Lithium-sulfur batteries, which store electrical energy by transferring electrons to or from a sulfur electrodeare well poised to provide high-density, long-term and low-cost electrochemical energy storage. The potential of lithium-sulfur batteries, has yet to be fully realized, however, due to the uncontrolled migration of soluble sulfur species through the membrane that separates the electrodes. This crossover of polysulfides reduces battery efficiency and lifetime.
Molecular Foundry staff and users in the Organic and Theory Facilities have combined to find a solution to the polysulfide crossover problem with the development of a membrane made from polymers of intrinsic microporosity (PIMs).
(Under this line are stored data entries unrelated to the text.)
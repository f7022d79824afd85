//! On-disk storage backend using sled.
//!
//! Each unit is its own sled database at `<dir>/<unit><extension>`. Each
//! bucket path is a tree named after the flattened path. sled calls block,
//! so every one of them runs on the blocking thread pool.

use super::{bucket_path, validate_unit_name, Storage, StorageError, StorageProvider};
use async_trait::async_trait;
use dashmap::DashMap;
use sled::transaction::{ConflictableTransactionResult, TransactionError};
use sled::Transactional;
use std::path::{Path, PathBuf};
use std::sync::atomic::{AtomicU64, Ordering};
use std::sync::Arc;
use tokio::sync::Mutex;
use tracing::{debug, info, warn};

/// Default number of databases a provider keeps open.
pub const DEFAULT_MAX_OPEN_UNITS: usize = 256;

/// Run a blocking storage call off the async workers.
async fn blocking<T, F>(f: F) -> Result<T, StorageError>
where
    F: FnOnce() -> Result<T, StorageError> + Send + 'static,
    T: Send + 'static,
{
    tokio::task::spawn_blocking(f)
        .await
        .map_err(|e| StorageError::Backend(format!("storage task failed: {e}")))?
}

/// A storage unit backed by one sled database.
#[derive(Debug, Clone)]
pub struct SledStorage {
    db: sled::Db,
}

impl SledStorage {
    /// Open or create the database at `path`.
    ///
    /// This blocks; async callers go through [`SledProvider`].
    ///
    /// # Errors
    ///
    /// Returns an error if sled cannot open the database.
    pub fn open(path: impl AsRef<Path>) -> Result<Self, StorageError> {
        let db = sled::open(path)?;
        Ok(Self { db })
    }

    /// Run `f` on the tree of a bucket path, on the blocking pool.
    async fn with_tree<T, F>(&self, buckets: &[&str], f: F) -> Result<T, StorageError>
    where
        F: FnOnce(sled::Tree) -> Result<T, StorageError> + Send + 'static,
        T: Send + 'static,
    {
        let path = bucket_path(buckets)?;
        let db = self.db.clone();
        blocking(move || f(db.open_tree(path)?)).await
    }
}

#[async_trait]
impl Storage for SledStorage {
    async fn get(&self, buckets: &[&str], key: &str) -> Result<Option<Vec<u8>>, StorageError> {
        let key = key.to_string();
        self.with_tree(buckets, move |tree| {
            Ok(tree.get(key.as_bytes())?.map(|v| v.to_vec()))
        })
        .await
    }

    async fn create(
        &self,
        buckets: &[&str],
        key: &str,
        value: Vec<u8>,
    ) -> Result<(), StorageError> {
        let key = key.to_string();
        self.with_tree(buckets, move |tree| {
            tree.insert(key.as_bytes(), value)?;
            tree.flush()?;
            Ok(())
        })
        .await
    }

    async fn update(
        &self,
        buckets: &[&str],
        key: &str,
        value: Vec<u8>,
    ) -> Result<(), StorageError> {
        let key = key.to_string();
        self.with_tree(buckets, move |tree| {
            // Compare-and-swap keeps the existence check and the write together.
            let current = tree
                .get(key.as_bytes())?
                .ok_or_else(|| StorageError::NotFound(key.clone()))?;
            tree.compare_and_swap(key.as_bytes(), Some(current), Some(value))?
                .map_err(|_| StorageError::Backend(format!("concurrent update of {key}")))?;
            tree.flush()?;
            Ok(())
        })
        .await
    }

    async fn delete(&self, buckets: &[&str], key: &str) -> Result<(), StorageError> {
        let key = key.to_string();
        self.with_tree(buckets, move |tree| {
            tree.remove(key.as_bytes())?;
            tree.flush()?;
            Ok(())
        })
        .await
    }

    async fn list(&self, buckets: &[&str]) -> Result<Vec<(String, Vec<u8>)>, StorageError> {
        self.with_tree(buckets, |tree| {
            tree.iter()
                .map(|item| {
                    let (k, v) = item?;
                    Ok((String::from_utf8_lossy(&k).into_owned(), v.to_vec()))
                })
                .collect()
        })
        .await
    }

    /// Atomic move using a two-tree transaction.
    async fn move_value(
        &self,
        src: &[&str],
        dst: &[&str],
        key: &str,
    ) -> Result<bool, StorageError> {
        let src_path = bucket_path(src)?;
        let dst_path = bucket_path(dst)?;
        let key = key.to_string();
        let db = self.db.clone();

        blocking(move || {
            let src_tree = db.open_tree(&src_path)?;
            if src_path == dst_path {
                return Ok(src_tree.contains_key(key.as_bytes())?);
            }
            let dst_tree = db.open_tree(&dst_path)?;

            let moved = (&src_tree, &dst_tree)
                .transaction(|(s, d)| -> ConflictableTransactionResult<bool, ()> {
                    let Some(value) = s.get(key.as_bytes())? else {
                        return Ok(false);
                    };
                    d.insert(key.as_bytes(), value)?;
                    s.remove(key.as_bytes())?;
                    Ok(true)
                })
                .map_err(|e| match e {
                    TransactionError::Storage(e) => StorageError::Sled(e),
                    TransactionError::Abort(()) => StorageError::Backend("move aborted".into()),
                })?;

            if moved {
                db.flush()?;
            }
            Ok(moved)
        })
        .await
    }
}

/// An open unit and when it was last handed out.
#[derive(Debug)]
struct CachedUnit {
    storage: Arc<SledStorage>,
    last_used: AtomicU64,
}

impl CachedUnit {
    /// Nobody outside the cache holds the unit.
    fn is_idle(&self) -> bool {
        Arc::strong_count(&self.storage) == 1
    }
}

/// Opens one sled database per unit under a directory.
///
/// sled holds an exclusive lock on each database, so opened units are cached
/// and shared. At most `capacity` units stay open: when a new one is needed,
/// the least recently used unit that nobody holds is closed first. Units in
/// use are never closed, so the cache can briefly exceed its capacity.
#[derive(Debug)]
pub struct SledProvider {
    dir: PathBuf,
    extension: String,
    capacity: usize,
    units: DashMap<String, CachedUnit>,
    clock: AtomicU64,
    /// Serializes opening and closing so a database is never opened twice.
    opening: Mutex<()>,
}

impl SledProvider {
    /// Create a provider rooted at `dir`, creating the directory if needed.
    ///
    /// # Errors
    ///
    /// Returns an error if the directory cannot be created.
    pub fn new(dir: impl Into<PathBuf>, extension: impl Into<String>) -> Result<Self, StorageError> {
        let dir = dir.into();
        std::fs::create_dir_all(&dir)?;
        info!("Sled storage rooted at {}", dir.display());
        Ok(Self {
            dir,
            extension: extension.into(),
            capacity: DEFAULT_MAX_OPEN_UNITS,
            units: DashMap::new(),
            clock: AtomicU64::new(0),
            opening: Mutex::new(()),
        })
    }

    /// Set how many databases may stay open at once.
    #[must_use]
    pub fn with_capacity(mut self, capacity: usize) -> Self {
        self.capacity = capacity.max(1);
        self
    }

    /// Path of the database file for a unit.
    #[must_use]
    pub fn unit_path(&self, unit: &str) -> PathBuf {
        self.dir.join(format!("{}{}", unit, self.extension))
    }

    /// Number of databases currently open.
    #[must_use]
    pub fn open_units(&self) -> usize {
        self.units.len()
    }

    fn cached(&self, unit: &str) -> Option<Arc<SledStorage>> {
        let cached = self.units.get(unit)?;
        let tick = self.clock.fetch_add(1, Ordering::Relaxed);
        cached.last_used.store(tick, Ordering::Relaxed);
        Some(Arc::clone(&cached.storage))
    }

    /// Remove the least recently used idle unit from the cache.
    fn take_idle(&self) -> Option<(String, CachedUnit)> {
        let victim = self
            .units
            .iter()
            .filter(|entry| entry.is_idle())
            .min_by_key(|entry| entry.last_used.load(Ordering::Relaxed))
            .map(|entry| entry.key().clone())?;
        // Re-checked under the shard lock; the unit may have been handed out.
        self.units.remove_if(&victim, |_, unit| unit.is_idle())
    }
}

#[async_trait]
impl StorageProvider for SledProvider {
    async fn open(&self, unit: &str) -> Result<Arc<dyn Storage>, StorageError> {
        validate_unit_name(unit)?;

        if let Some(storage) = self.cached(unit) {
            return Ok(storage);
        }

        let _opening = self.opening.lock().await;
        if let Some(storage) = self.cached(unit) {
            return Ok(storage);
        }

        while self.units.len() >= self.capacity {
            let Some((name, evicted)) = self.take_idle() else {
                warn!(open = self.units.len(), capacity = self.capacity, "All open units busy");
                break;
            };
            debug!(unit = %name, "Closing idle storage unit");
            // Dropping the database flushes it and releases its file lock.
            blocking(move || {
                drop(evicted);
                Ok(())
            })
            .await?;
        }

        let path = self.unit_path(unit);
        debug!(unit = %unit, path = %path.display(), "Opening storage unit");
        let storage = Arc::new(blocking(move || SledStorage::open(path)).await?);

        let tick = self.clock.fetch_add(1, Ordering::Relaxed);
        self.units.insert(
            unit.to_string(),
            CachedUnit {
                storage: Arc::clone(&storage),
                last_used: AtomicU64::new(tick),
            },
        );
        Ok(storage)
    }
}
PIMs feature pore sizes of less than one nanometer in diameter, compared to the 17 nanometer pore size of typical membrane separators. This substantially smaller pore size provides highly selective control over the ions transported through the membrane. Smaller ions, like lithium and sodium are allowed to pass through the membrane while larger polysulfides are blocked. When integrated into lithium-sulfur cells, PIM membranes proved 500 times more effective at blocking the unwanted crossover of polysulfide ions than conventional membranes.
Guided by theoretical calculations, the team developed and applied PIMs as a membrane platform for achieving high-flux, ion-selective transport in non-aqueous electrolytes. The PIMs are synthesized in a single step and easily cast into large-area sheets with well-controlled pore structure and pore chemistry.